Exercise instructions: Counting the line with "Vertical pixel coordinate." as the last one, copy out the lines of the data exactly from the first onward.
(Supplied records begins)
//! Pixel and tile geometry.
//!
//! World coordinates arrive as integer pixels and building placement works
//! on 32-pixel tiles. Distance comparisons stay in exact integer squared
//! distances; the few places that need a true length use fixed-point so the
//! same snapshot always produces the same decision on every machine.

use std::fmt;

use fixed::types::I32F32;
use serde::{Deserialize, Serialize};

/// Fixed-point number type for lengths that need a square root.
pub type Fixed = I32F32;

/// Width and height of one build tile in pixels.
pub const TILE_SIZE: i32 = 32;

/// A point on the map in pixels.
#[derive(Debug, Clone, Copy, PartialEq, Eq, Hash, PartialOrd, Ord, Default, Serialize, Deserialize)]
pub struct Position {
    /// Horizontal pixel coordinate.
    pub x: i32,
    /// Vertical pixel coordinate.
    pub y: i32,
}

impl Position {
    /// Create a new pixel position.
    #[must_use]
    pub const fn new(x: i32, y: i32) -> Self {
        Self { x, y }
    }

    /// Origin of the map.
    pub const ORIGIN: Self = Self { x: 0, y: 0 };

    /// Squared straight-line distance (exact, use for comparisons).
    #[must_use]
    pub fn distance_squared(self, other: Self) -> i64 {
        let dx = i64::from(self.x) - i64::from(other.x);
        let dy = i64::from(self.y) - i64::from(other.y);
        dx * dx + dy * dy
    }

    /// Straight-line distance in pixels.
    #[must_use]
    pub fn distance(self, other: Self) -> Fixed {
        fixed_sqrt(Fixed::saturating_from_num(self.distance_squared(other)))
    }

    /// Whether `other` lies strictly closer than `radius` pixels.
    #[must_use]
    pub fn is_within(self, other: Self, radius: i32) -> bool {
        let r = i64::from(radius);
        self.distance_squared(other) < r * r
    }

    /// The tile containing this position.
    #[must_use]
    pub const fn to_tile(self) -> TilePosition {
        TilePosition::new(self.x.div_euclid(TILE_SIZE), self.y.div_euclid(TILE_SIZE))
    }
}

impl fmt::Display for Position {
    fn fmt(&self, f: &mut fmt::Formatter<'_>) -> fmt::Result {
        write!(f, "({}, {})px", self.x, self.y)
    }
}

/// A build tile coordinate.
#[derive(Debug, Clone, Copy, PartialEq, Eq, Hash, PartialOrd, Ord, Default, Serialize, Deserialize)]
pub struct TilePosition {
    /// Tile column.
    pub x: i32,
    /// Tile row.
    pub y: i32,
}

impl TilePosition {
    /// Create a new tile position.
    #[must_use]
    pub const fn new(x: i32, y: i32) -> Self {
        Self { x, y }
    }

    /// Offset by a number of tiles.
    #[must_use]
    pub const fn offset(self, dx: i32, dy: i32) -> Self {
        Self::new(self.x + dx, self.y + dy)
    }

    /// Pixel position of the tile's top-left corner.
    #[must_use]
    pub const fn to_position(self) -> Position {
        Position::new(self.x * TILE_SIZE, self.y * TILE_SIZE)
    }

    /// Pixel position of the tile's center.
    #[must_use]
    pub const fn center(self) -> Position {
        Position::new(self.x * TILE_SIZE + TILE_SIZE / 2, self.y * TILE_SIZE + TILE_SIZE / 2)
    }
}

impl fmt::Display for TilePosition {
    fn fmt(&self, f: &mut fmt::Formatter<'_>) -> fmt::Result {
        write!(f, "[{}, {}]", self.x, self.y)
    }
}

/// Axis-aligned pixel rectangle, inclusive of its left/top edge and
/// exclusive of its right/bottom edge.
#[derive(Debug, Clone, Copy, PartialEq, Eq, Serialize, Deserialize)]
pub struct PixelRect {
    /// Top-left corner.
    pub min: Position,
    /// Bottom-right corner.
    pub max: Position,
}

impl PixelRect {
    /// Rectangle covering `width` x `height` tiles starting at `origin`.
    #[must_use]
    pub const fn from_tiles(origin: TilePosition, width: i32, height: i32) -> Self {
        let min = origin.to_position();
        Self {
            min,
            max: Position::new(min.x + width * TILE_SIZE, min.y + height * TILE_SIZE),
        }
    }

    /// Rectangle of the given pixel size centred on `center`.
    #[must_use]
    pub const fn centered(center: Position, width: i32, height: i32) -> Self {
        Self {
            min: Position::new(center.x - width / 2, center.y - height / 2),
            max: Position::new(center.x - width / 2 + width, center.y - height / 2 + height),
        }
    }

    /// Squared distance from a point to the nearest edge (0 if inside).
    #[must_use]
    pub fn distance_squared_to(&self, point: Position) -> i64 {
        let dx = if point.x < self.min.x {
            self.min.x - point.x
        } else if point.x > self.max.x {
            point.x - self.max.x
        } else {
            0
        };
        let dy = if point.y < self.min.y {
            self.min.y - point.y
        } else if point.y > self.max.y {
            point.y - self.max.y
        } else {
            0
        };
        i64::from(dx) * i64::from(dx) + i64::from(dy) * i64::from(dy)
    }
}

/// Computes the square root of a fixed-point number using binary search.
#[must_use]
pub fn fixed_sqrt(value: Fixed) -> Fixed {
    if value <= Fixed::ZERO {
        return Fixed::ZERO;
    }

    let mut low = Fixed::ZERO;
    let mut high = if value > Fixed::ONE { value } else { Fixed::ONE };

    // 48 halvings keep the error well under a pixel across a 256x256 tile map.
    for _ in 0..48 {
        let mid = low + (high - low) / 2;
        let mid_sq = mid.saturating_mul(mid);

        if mid_sq <= value {
            low = mid;
        } else {
            high = mid;
        }
    }

    low
}

#[cfg(test)]
mod tests {
    use super::*;

    #[test]
    fn test_distance_squared_is_exact() {
        let a = Position::new(0, 0);
        let b = Position::new(3, 4);
        assert_eq!(a.distance_squared(b), 25);
        assert_eq!(a.distance(b), Fixed::from_num(5));
    }

    #[test]
    fn test_is_within_is_strict() {
        let a = Position::new(0, 0);
        assert!(a.is_within(Position::new(63, 0), 64));
        assert!(!a.is_within(Position::new(64, 0), 64));
    }

    #[test]
    fn test_tile_conversion() {
        let tile = TilePosition::new(3, 5);
        assert_eq!(tile.to_position(), Position::new(96, 160));
        assert_eq!(tile.center(), Position::new(112, 176));
        assert_eq!(Position::new(100, 170).to_tile(), tile);
        assert_eq!(Position::new(-1, -1).to_tile(), TilePosition::new(-1, -1));
    }

    #[test]
    fn test_rect_distance() {
        let rect = PixelRect::from_tiles(TilePosition::new(0, 0), 2, 2);
        assert_eq!(rect.distance_squared_to(Position::new(10, 10)), 0);
        assert_eq!(rect.distance_squared_to(Position::new(74, 64)), 100);
        assert_eq!(rect.distance_squared_to(Position::new(67, 68)), 9 + 16);
    }

    #[test]
    fn test_fixed_sqrt() {
        assert_eq!(fixed_sqrt(Fixed::ZERO), Fixed::ZERO);
        let root = fixed_sqrt(Fixed::from_num(2));
        let diff = (root - Fixed::from_num(1.414_213_56)).abs();
        assert!(diff < Fixed::from_num(0.0001));
        let big = fixed_sqrt(Fixed::from_num(67_108_864));
        assert!((big - Fixed::from_num(8192)).abs() < Fixed::from_num(0.01));
    }
}
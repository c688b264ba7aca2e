//! Command log recording and verification.
//!
//! A headless run is fully determined by its scenario and engine
//! configuration, so a replay only has to store the commands the engine
//! issued. Verifying a replay runs the scenario again and compares the two
//! command streams frame by frame.

use std::path::Path;

use serde::{Deserialize, Serialize};
use tracing::{info, warn};

use bot_core::config::EngineConfig;
use bot_core::world::UnitCommand;

use crate::error::{HeadlessError, Result};
use crate::runner::HeadlessRunner;
use crate::scenario::Scenario;

/// Replay file format version for compatibility.
pub const REPLAY_VERSION: u32 = 1;

/// Commands accepted during one frame.
#[derive(Debug, Clone, PartialEq, Eq, Serialize, Deserialize)]
pub struct FrameCommands {
    /// Frame number.
    pub frame: u32,
    /// Commands in issue order.
    pub commands: Vec<UnitCommand>,
}

/// Every command a run issued, frames without commands omitted.
#[derive(Debug, Clone, PartialEq, Eq, Serialize, Deserialize)]
pub struct CommandLog {
    /// Replay format version.
    pub version: u32,
    /// Name of the scenario that was played.
    pub scenario: String,
    /// Frames with at least one command, in frame order.
    pub frames: Vec<FrameCommands>,
    /// Number of frames played.
    pub duration: u32,
}

/// Outcome of [`CommandLog::verify`].
#[derive(Debug, Clone, Copy, PartialEq, Eq)]
pub struct ReplayCheck {
    /// Frames replayed.
    pub frames: u32,
    /// First frame whose commands differ, if any.
    pub first_divergence: Option<u32>,
}

impl ReplayCheck {
    /// Whether the replay reproduced the recording exactly.
    #[must_use]
    pub const fn matches(&self) -> bool {
        self.first_divergence.is_none()
    }
}

impl CommandLog {
    /// Start an empty log.
    #[must_use]
    pub fn new(scenario: impl Into<String>) -> Self {
        Self {
            version: REPLAY_VERSION,
            scenario: scenario.into(),
            frames: Vec::new(),
            duration: 0,
        }
    }

    /// Record one frame's commands.
    pub fn record(&mut self, frame: u32, commands: Vec<UnitCommand>) {
        self.duration = self.duration.max(frame + 1);
        if !commands.is_empty() {
            self.frames.push(FrameCommands { frame, commands });
        }
    }

    /// Commands issued in `frame`.
    #[must_use]
    pub fn commands_at(&self, frame: u32) -> &[UnitCommand] {
        self.frames
            .binary_search_by_key(&frame, |f| f.frame)
            .map_or(&[], |i| self.frames[i].commands.as_slice())
    }

    /// Total number of commands.
    #[must_use]
    pub fn command_count(&self) -> usize {
        self.frames.iter().map(|f| f.commands.len()).sum()
    }

    /// First frame where two logs disagree.
    #[must_use]
    pub fn first_divergence(&self, other: &Self) -> Option<u32> {
        let frames = self.duration.max(other.duration);
        (0..frames).find(|&frame| self.commands_at(frame) != other.commands_at(frame))
    }

    /// Save the log to a file.
    pub fn save<P: AsRef<Path>>(&self, path: P) -> Result<()> {
        let bytes = bincode::serialize(self)?;
        std::fs::write(path.as_ref(), bytes)?;
        Ok(())
    }

    /// Load a log from a file.
    pub fn load<P: AsRef<Path>>(path: P) -> Result<Self> {
        let bytes = std::fs::read(path.as_ref())?;
        let log: Self = bincode::deserialize(&bytes)?;
        if log.version != REPLAY_VERSION {
            return Err(HeadlessError::VersionMismatch {
                expected: REPLAY_VERSION,
                found: log.version,
            });
        }
        Ok(log)
    }

    /// Play `scenario` again for the recorded duration and compare.
    pub fn verify(&self, scenario: &Scenario, config: EngineConfig) -> Result<ReplayCheck> {
        if scenario.name != self.scenario {
            warn!(
                recorded = %self.scenario,
                given = %scenario.name,
                "Verifying against a different scenario"
            );
        }
        let mut runner = HeadlessRunner::new(scenario.clone(), config);
        runner.run(self.duration, &mut std::io::sink())?;

        let check = ReplayCheck {
            frames: self.duration,
            first_divergence: self.first_divergence(runner.log()),
        };
        info!(
            frames = check.frames,
            commands = self.command_count(),
            matches = check.matches(),
            "Replay verified"
        );
        Ok(check)
    }
}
(Supplied records ends)
Written solution:
//! Pixel and tile geometry.
//!
//! World coordinates arrive as integer pixels and building placement works
//! on 32-pixel tiles. Distance comparisons stay in exact integer squared
//! distances; the few places that need a true length use fixed-point so the
//! same snapshot always produces the same decision on every machine.

use std::fmt;

use fixed::types::I32F32;
use serde::{Deserialize, Serialize};

/// Fixed-point number type for lengths that need a square root.
pub type Fixed = I32F32;

/// Width and height of one build tile in pixels.
pub const TILE_SIZE: i32 = 32;

/// A point on the map in pixels.
#[derive(Debug, Clone, Copy, PartialEq, Eq, Hash, PartialOrd, Ord, Default, Serialize, Deserialize)]
pub struct Position {
    /// Horizontal pixel coordinate.
    pub x: i32,
    /// Vertical pixel coordinate.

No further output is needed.